Some treatises on American government include in the so-called 'unwritten Constitution' certain well-established practices which the present writer has ignored because they do not seem to him clearly entitled to be counted among constitutional usages. There is, for instance, the organization of the standing committees of Congress. The growth of the committee method of legislation, never anticipated by the founders of the Republic, is without doubt one of the most important developments of the American political system. It has had farreaching effects on the course of events. But, after all, this method is nothing more than a particular form of parliamentary procedure a matter of the internal arrangements of the legislative body itself. It has nothing to do with the powers of Congress or with its relation to the other branches of the government or to the nation at large, and accordingly it can no more claim a place among the usages of the Constitution than any scheme for the distribution of duties among the Judges of the Supreme Court or the executive staff at the White House. The same remark applies to the development of the Speakership of the House of Representatives into an office of party leadership instead of a neutral chairmanship as in the House of Commons.

These things are distinctive features of the American system of government, but they do not appropriately demand attention in a survey of the usages of the American Constitution.

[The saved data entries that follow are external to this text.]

use std::time::Duration;

use reqwest::blocking::Client;
use reqwest::header::{ACCEPT, HeaderMap, HeaderValue, USER_AGENT};
use serde_json::Value;
use tracing::debug;

use crate::error::CatalogError;

/// One bounded GET returning a parsed JSON document. Implementations make at
/// most one round trip per call and never retry.
pub trait JsonFetcher: Send + Sync {
    fn fetch_json(&self, url: &str) -> Result<Value, CatalogError>;
}

#[derive(Clone)]
pub struct HttpFetcher {
    client: Client,
}

impl HttpFetcher {
    pub fn new(timeout: Duration) -> Result<Self, CatalogError> {
        let mut headers = HeaderMap::new();
        headers.insert(
            USER_AGENT,
            HeaderValue::from_str(&format!("pokedex/{}", env!("CARGO_PKG_VERSION")))
                .map_err(|err| CatalogError::Client(err.to_string()))?,
        );
        headers.insert(ACCEPT, HeaderValue::from_static("application/json"));
        // The client owns the deadline; it is dropped with the request on
        // every exit path.
        let client = Client::builder()
            .default_headers(headers)
            .timeout(timeout)
            .build()
            .map_err(|err| CatalogError::Client(err.to_string()))?;
        Ok(Self { client })
    }

    fn map_error(url: &str, err: reqwest::Error) -> CatalogError {
        if err.is_timeout() {
            CatalogError::Timeout {
                url: url.to_string(),
            }
        } else if err.is_decode() {
            CatalogError::Decode(err.to_string())
        } else {
            CatalogError::Transport(err.to_string())
        }
    }

    fn handle_status(
        response: reqwest::blocking::Response,
    ) -> Result<reqwest::blocking::Response, CatalogError> {
        let status = response.status();
        if status.is_success() {
            return Ok(response);
        }
        Err(CatalogError::RequestFailed {
            status: status.as_u16(),
            status_text: status
                .canonical_reason()
                .unwrap_or("request failed")
                .to_string(),
        })
    }
}

impl JsonFetcher for HttpFetcher {
    fn fetch_json(&self, url: &str) -> Result<Value, CatalogError> {
        debug!(url, "GET");
        let response = self
            .client
            .get(url)
            .send()
            .map_err(|err| Self::map_error(url, err))?;
        let response = Self::handle_status(response)?;
        response
            .json::<Value>()
            .map_err(|err| Self::map_error(url, err))
    }
}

The usages considered in this book are those which are actually in force at the time of writing. Just as a new statute may be enacted or an old one repealed, so the body of usage may be enlarged or diminished. A discussion of the subject twenty years ago would have had to take into account two usages, at least, which have since then disappeared from the list. According to the Fundamental Law, the President shall from time to time give to the Congress information of the state of the Union and recommend to their consideration such measures as he shall judge necessary and expedient.' George Washington and his immediate successor, John Adams, communicated their 'messages' to Congress by word of mouth.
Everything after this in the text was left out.